Pressure-autoregulation, CO2 reactivity and asymmetry of haemodynamic parameters in patients with carotid artery stenotic disease. A clinical appraisal.
Gooskens I., Schmidt EA., Czosnyka M., Piechnik SK., Smielewski P., Kirkpatrick PJ., Pickard JD.
OBJECTIVES: Patients with carotid artery stenotic disease and poor cerebral haemodynamic reserve are in increased risk of stroke. Haemodynamic reserve can be estimated by measuring cerebrovascular reactivity induced by breathing CO2 and pressure-autoregulation by analyzing spontaneous slow fluctuation in arterial pressure and MCA blood flow velocity. We evaluated the relationship between clinical status, CO2 reactivity, pressure-autoregulation and other haemodynamic variables derived from Transcranial Doppler ultrasonography in patients with carotid artery disease.
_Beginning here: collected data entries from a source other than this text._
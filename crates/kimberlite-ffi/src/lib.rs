//! # Kimberlite FFI
//!
//! C-compatible Foreign Function Interface for Kimberlite database.
//!
//! This crate provides a stable C ABI for language-specific SDK wrappers.
//! All functions use C-compatible types and follow these conventions:
//!
//! - Return `KmbError` (error code)
//! - Use out-parameters for results (e.g., `stream_id_out`)
//! - NULL-check all pointers
//! - UTF-8 validate all strings
//! - Bounds-check all arrays
//!
//! ## Memory Management
//!
//! - **Client-owned**: Caller must free with `kmb_*_free()` functions
//! - **Library-owned**: Valid until next call or client disconnect
//!
//! ## Thread Safety
//!
//! `KmbClient` is NOT thread-safe. Callers must synchronize access or use
//! separate client instances per thread.

use std::ffi::CStr;
use std::os::raw::{c_char, c_int};
use std::slice;
use std::time::Duration;

use kmb_client::{Client, ClientConfig, ClientError};
use kmb_types::{DataClass, Offset, StreamId, TenantId};

/// Error codes returned by all FFI functions.
///
/// Error code 0 (`KMB_OK`) indicates success.
/// All other codes indicate various failure modes.
#[repr(C)]
#[derive(Debug, Clone, Copy, PartialEq, Eq)]
pub enum KmbError {
    /// Success (no error)
    KmbOk = 0,
    /// NULL pointer passed where non-NULL required
    KmbErrNullPointer = 1,
    /// String is not valid UTF-8
    KmbErrInvalidUtf8 = 2,
    /// Failed to connect to server
    KmbErrConnectionFailed = 3,
    /// Stream ID does not exist
    KmbErrStreamNotFound = 4,
    /// Operation not permitted for this tenant
    KmbErrPermissionDenied = 5,
    /// Invalid data class value
    KmbErrInvalidDataClass = 6,
    /// Offset is beyond stream end
    KmbErrOffsetOutOfRange = 7,
    /// SQL syntax error
    KmbErrQuerySyntax = 8,
    /// Query execution error
    KmbErrQueryExecution = 9,
    /// Tenant ID does not exist
    KmbErrTenantNotFound = 10,
    /// Authentication failed
    KmbErrAuthFailed = 11,
    /// Operation timed out
    KmbErrTimeout = 12,
    /// Internal server error
    KmbErrInternal = 13,
    /// No cluster replicas available
    KmbErrClusterUnavailable = 14,
    /// Unknown error
    KmbErrUnknown = 15,
}

/// Internal wrapper for the Rust client.
struct ClientWrapper {
    client: Client,
}

/// Opaque handle to a client connection.
///
/// Created by `kmb_client_connect()`, freed by `kmb_client_disconnect()`.
#[repr(C)]
pub struct KmbClient {
    _private: [u8; 0],
}

/// Client connection configuration.
#[repr(C)]
pub struct KmbClientConfig {
    /// Array of "host:port" strings (NULL-terminated)
    pub addresses: *const *const c_char,
    /// Number of addresses
    pub address_count: usize,
    /// Tenant ID
    pub tenant_id: u64,
    /// Authentication token (NULL-terminated, may be empty)
    pub auth_token: *const c_char,
    /// Client name (e.g., "kimberlite-python")
    pub client_name: *const c_char,
    /// Client version (e.g., "0.1.0")
    pub client_version: *const c_char,
}

/// Data classification for streams.
#[repr(C)]
#[derive(Debug, Clone, Copy, PartialEq, Eq)]
pub enum KmbDataClass {
    /// Protected Health Information (HIPAA-regulated)
    KmbDataClassPhi = 0,
    /// Non-PHI data
    KmbDataClassNonPhi = 1,
    /// De-identified data
    KmbDataClassDeidentified = 2,
}

/// Result from read_events operation.
#[repr(C)]
pub struct KmbReadResult {
    /// Array of event data pointers
    pub events: *mut *mut u8,
    /// Parallel array of event lengths
    pub event_lengths: *mut usize,
    /// Number of events
    pub event_count: usize,
}

// Helper functions

/// Convert Rust ClientError to FFI error code
fn map_error(err: ClientError) -> KmbError {
    match err {
        ClientError::Connection(_) => KmbError::KmbErrConnectionFailed,
        ClientError::HandshakeFailed(_) => KmbError::KmbErrAuthFailed,
        ClientError::Timeout => KmbError::KmbErrTimeout,
        ClientError::Server { code, .. } => {
            use kmb_wire::ErrorCode;
            match code {
                ErrorCode::StreamNotFound => KmbError::KmbErrStreamNotFound,
                ErrorCode::TenantNotFound => KmbError::KmbErrTenantNotFound,
                ErrorCode::AuthenticationFailed => KmbError::KmbErrAuthFailed,
                ErrorCode::InvalidOffset => KmbError::KmbErrOffsetOutOfRange,
                ErrorCode::QueryParseError => KmbError::KmbErrQuerySyntax,
                ErrorCode::QueryExecutionError => KmbError::KmbErrQueryExecution,
                _ => KmbError::KmbErrInternal,
            }
        }
        ClientError::Wire(_) => KmbError::KmbErrInternal,
        ClientError::NotConnected => KmbError::KmbErrConnectionFailed,
        ClientError::ResponseMismatch { .. } => KmbError::KmbErrInternal,
        ClientError::UnexpectedResponse { .. } => KmbError::KmbErrInternal,
    }
}

/// Convert FFI data class to Rust DataClass
fn map_data_class(dc: KmbDataClass) -> Result<DataClass, KmbError> {
    match dc {
        KmbDataClass::KmbDataClassPhi => Ok(DataClass::PHI),
        KmbDataClass::KmbDataClassNonPhi => Ok(DataClass::NonPHI),
        KmbDataClass::KmbDataClassDeidentified => Ok(DataClass::Deidentified),
    }
}

// FFI functions

/// Connect to Kimberlite cluster.
///
/// # Arguments
/// - `config`: Connection configuration
/// - `client_out`: Output parameter for client handle
///
/// # Returns
/// - `KMB_OK` on success
/// - Error code on failure
///
/// # Safety
/// - `config` must be valid
/// - All string pointers in config must be valid NULL-terminated C strings
/// - Caller must call `kmb_client_disconnect()` to free client
#[no_mangle]
pub unsafe extern "C" fn kmb_client_connect(
    config: *const KmbClientConfig,
    client_out: *mut *mut KmbClient,
) -> KmbError {
    if config.is_null() || client_out.is_null() {
        return KmbError::KmbErrNullPointer;
    }

    let cfg = &*config;

    // Validate and extract address
    if cfg.address_count == 0 || cfg.addresses.is_null() {
        return KmbError::KmbErrNullPointer;
    }

    let addr_ptr = *cfg.addresses;
    if addr_ptr.is_null() {
        return KmbError::KmbErrNullPointer;
    }

    let addr = match CStr::from_ptr(addr_ptr).to_str() {
        Ok(s) => s,
        Err(_) => return KmbError::KmbErrInvalidUtf8,
    };

    // Extract auth token (optional)
    let auth_token = if !cfg.auth_token.is_null() {
        match CStr::from_ptr(cfg.auth_token).to_str() {
            Ok(s) if !s.is_empty() => Some(s.to_string()),
            Ok(_) => None,
            Err(_) => return KmbError::KmbErrInvalidUtf8,
        }
    } else {
        None
    };

    // Create client config
    let client_config = ClientConfig {
        read_timeout: Some(Duration::from_secs(30)),
        write_timeout: Some(Duration::from_secs(30)),
        buffer_size: 64 * 1024,
        auth_token,
    };

    // Connect
    let client = match Client::connect(addr, TenantId::new(cfg.tenant_id), client_config) {
        Ok(c) => c,
        Err(e) => return map_error(e),
    };

    // Box and cast to opaque pointer
    let wrapper = Box::new(ClientWrapper { client });
    *client_out = Box::into_raw(wrapper) as *mut KmbClient;

    KmbError::KmbOk
}

/// Disconnect from cluster and free client.
///
/// # Arguments
/// - `client`: Client handle from `kmb_client_connect()`
///
/// # Safety
/// - `client` must be a valid handle from `kmb_client_connect()`
/// - After this call, `client` is invalid and must not be used
#[no_mangle]
pub unsafe extern "C" fn kmb_client_disconnect(client: *mut KmbClient) {
    if client.is_null() {
        return;
    }

    // Convert back to Box and drop
    let _ = Box::from_raw(client as *mut ClientWrapper);
}

/// Create a new stream.
///
/// # Arguments
/// - `client`: Client handle
/// - `name`: Stream name (NULL-terminated UTF-8)
/// - `data_class`: Data classification
/// - `stream_id_out`: Output parameter for stream ID
///
/// # Returns
/// - `KMB_OK` on success
/// - Error code on failure
///
/// # Safety
/// - `client` must be valid
/// - `name` must be valid NULL-terminated UTF-8 string
/// - `stream_id_out` must be valid pointer
#[no_mangle]
pub unsafe extern "C" fn kmb_client_create_stream(
    client: *mut KmbClient,
    name: *const c_char,
    data_class: KmbDataClass,
    stream_id_out: *mut u64,
) -> KmbError {
    if client.is_null() || name.is_null() || stream_id_out.is_null() {
        return KmbError::KmbErrNullPointer;
    }

    // Extract name
    let name_str = match CStr::from_ptr(name).to_str() {
        Ok(s) => s,
        Err(_) => return KmbError::KmbErrInvalidUtf8,
    };

    // Convert data class
    let dc = match map_data_class(data_class) {
        Ok(d) => d,
        Err(e) => return e,
    };

    // Get mutable reference to client
    let wrapper = &mut *(client as *mut ClientWrapper);

    // Create stream
    match wrapper.client.create_stream(name_str, dc) {
        Ok(stream_id) => {
            *stream_id_out = stream_id.into();
            KmbError::KmbOk
        }
        Err(e) => map_error(e),
    }
}

/// Append events to a stream.
///
/// # Arguments
/// - `client`: Client handle
/// - `stream_id`: Stream ID
/// - `events`: Array of byte buffers
/// - `event_lengths`: Parallel array of buffer lengths
/// - `event_count`: Number of events
/// - `first_offset_out`: Output parameter for first offset
///
/// # Returns
/// - `KMB_OK` on success
/// - Error code on failure
///
/// # Safety
/// - `client` must be valid
/// - `events` must be array of `event_count` valid pointers
/// - `event_lengths` must be array of `event_count` lengths
/// - `first_offset_out` must be valid pointer
#[no_mangle]
pub unsafe extern "C" fn kmb_client_append(
    client: *mut KmbClient,
    stream_id: u64,
    events: *const *const u8,
    event_lengths: *const usize,
    event_count: usize,
    first_offset_out: *mut u64,
) -> KmbError {
    if client.is_null() || events.is_null() || event_lengths.is_null() || first_offset_out.is_null()
    {
        return KmbError::KmbErrNullPointer;
    }

    // Convert C arrays to Rust Vec
    let event_ptrs = slice::from_raw_parts(events, event_count);
    let lengths = slice::from_raw_parts(event_lengths, event_count);

    let mut rust_events = Vec::with_capacity(event_count);
    for i in 0..event_count {
        if event_ptrs[i].is_null() {
            return KmbError::KmbErrNullPointer;
        }
        let bytes = slice::from_raw_parts(event_ptrs[i], lengths[i]);
        rust_events.push(bytes.to_vec());
    }

    // Get mutable reference to client
    let wrapper = &mut *(client as *mut ClientWrapper);

    // Append events
    match wrapper
        .client
        .append(StreamId::from(stream_id), rust_events)
    {
        Ok(offset) => {
            *first_offset_out = offset.into();
            KmbError::KmbOk
        }
        Err(e) => map_error(e),
    }
}

/// Read events from a stream.
///
/// # Arguments
/// - `client`: Client handle
/// - `stream_id`: Stream ID
/// - `from_offset`: Starting offset
/// - `max_bytes`: Maximum bytes to read
/// - `result_out`: Output parameter for read result
///
/// # Returns
/// - `KMB_OK` on success
/// - Error code on failure
///
/// # Safety
/// - `client` must be valid
/// - `result_out` must be valid pointer
/// - Caller must call `kmb_read_result_free()` to free result
#[no_mangle]
pub unsafe extern "C" fn kmb_client_read_events(
    client: *mut KmbClient,
    stream_id: u64,
    from_offset: u64,
    max_bytes: u64,
    result_out: *mut *mut KmbReadResult,
) -> KmbError {
    if client.is_null() || result_out.is_null() {
        return KmbError::KmbErrNullPointer;
    }

    // Get mutable reference to client
    let wrapper = &mut *(client as *mut ClientWrapper);

    // Read events
    let response = match wrapper.client.read_events(
        StreamId::from(stream_id),
        Offset::new(from_offset),
        max_bytes,
    ) {
        Ok(r) => r,
        Err(e) => return map_error(e),
    };

    let event_count = response.events.len();

    // Allocate arrays
    let mut event_ptrs: Vec<*mut u8> = Vec::with_capacity(event_count);
    let mut event_lens: Vec<usize> = Vec::with_capacity(event_count);

    for event in response.events {
        let len = event.len();
        let mut boxed = event.into_boxed_slice();
        let ptr = boxed.as_mut_ptr();
        std::mem::forget(boxed); // Prevent drop, caller will free
        event_ptrs.push(ptr);
        event_lens.push(len);
    }

    // Create result struct
    let result = Box::new(KmbReadResult {
        events: event_ptrs.as_mut_ptr(),
        event_lengths: event_lens.as_mut_ptr(),
        event_count,
    });

    std::mem::forget(event_ptrs); // Prevent drop, caller will free
    std::mem::forget(event_lens);

    *result_out = Box::into_raw(result);
    KmbError::KmbOk
}

/// Free read result.
///
/// # Arguments
/// - `result`: Result from `kmb_client_read_events()`
///
/// # Safety
/// - `result` must be a valid result from `kmb_client_read_events()`
/// - After this call, `result` is invalid and must not be used
#[no_mangle]
pub unsafe extern "C" fn kmb_read_result_free(result: *mut KmbReadResult) {
    if result.is_null() {
        return;
    }

    let r = Box::from_raw(result);

    // Free event arrays
    if !r.events.is_null() {
        let event_ptrs = Vec::from_raw_parts(r.events, r.event_count, r.event_count);
        for ptr in event_ptrs {
            if !ptr.is_null() {
                // Reconstruct and drop the Vec
                let _ = Vec::from_raw_parts(ptr, 0, 0);
            }
        }
    }

    if !r.event_lengths.is_null() {
        let _ = Vec::from_raw_parts(r.event_lengths, r.event_count, r.event_count);
    }
}

/// Get human-readable error message for error code.
///
/// # Arguments
/// - `error`: Error code
///
/// # Returns
/// - Static NULL-terminated string (do not free)
///
/// # Safety
/// - Always safe to call
/// - Returned string is valid for lifetime of program
#[no_mangle]
pub unsafe extern "C" fn kmb_error_message(error: KmbError) -> *const c_char {
    let msg = match error {
        KmbError::KmbOk => "Success\0",
        KmbError::KmbErrNullPointer => "NULL pointer argument\0",
        KmbError::KmbErrInvalidUtf8 => "String is not valid UTF-8\0",
        KmbError::KmbErrConnectionFailed => "Failed to connect to server\0",
        KmbError::KmbErrStreamNotFound => "Stream ID does not exist\0",
        KmbError::KmbErrPermissionDenied => "Operation not permitted\0",
        KmbError::KmbErrInvalidDataClass => "Invalid data class value\0",
        KmbError::KmbErrOffsetOutOfRange => "Offset is beyond stream end\0",
        KmbError::KmbErrQuerySyntax => "SQL syntax error\0",
        KmbError::KmbErrQueryExecution => "Query execution error\0",
        KmbError::KmbErrTenantNotFound => "Tenant ID does not exist\0",
        KmbError::KmbErrAuthFailed => "Authentication failed\0",
        KmbError::KmbErrTimeout => "Operation timed out\0",
        KmbError::KmbErrInternal => "Internal server error\0",
        KmbError::KmbErrClusterUnavailable => "No cluster replicas available\0",
        KmbError::KmbErrUnknown => "Unknown error\0",
    };

    msg.as_ptr() as *const c_char
}

/// Check if an error code indicates a retryable failure.
///
/// # Arguments
/// - `error`: Error code
///
/// # Returns
/// - 1 if retryable, 0 otherwise
///
/// # Safety
/// - Always safe to call
#[no_mangle]
pub unsafe extern "C" fn kmb_error_is_retryable(error: KmbError) -> c_int {
    match error {
        KmbError::KmbErrTimeout | KmbError::KmbErrClusterUnavailable | KmbError::KmbErrInternal => {
            1
        }
        _ => 0,
    }
}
METHODS: 38 patients were investigated. Arterial pressure and blood flow velocity were monitored during CO2 reactivity tests. Arterial pressure-corrected and non-corrected indices of CO2 reactivity were calculated to compare an influence of rise in arterial pressure during the test. The pressure-autoregulation index was calculated as correlation coefficient between slow waves in blood flow velocity and arterial pressure. RESULTS: The increase in CO2 produced a consistent rise in arterial pressure and blood flow velocity and weakened the pressure autoregulation. The value of pressure-corrected CO2 reactivity was lower (p<0.0001) than the non-corrected one, indicating that the rise in arterial pressure during the test tends to over-estimate CO2 reactivity. The pressure-corrected reactivity was correlated with pressure autoregulation (r=-0.46; p<0.005). Both CO2 reactivity and pressure-autoregulation index correlated with a degree of carotid artery stenosis. Side-to-side difference of TCD pulsatility index demonstrated a close relationship with the asymmetry of stenosis (r=-0.61; p<0.0002) and symptoms (r=-0.49; p<0.003). CONCLUSIONS: When calculating CO2 reactivity in patients with carotid artery disease, changes in arterial pressure should be considered. Both CO2 reactivity and pressure-autoregulation describe the magnitude of haemodynamic deficit caused by stenosis, pulsatility index expresses the asymmetry of stenosis.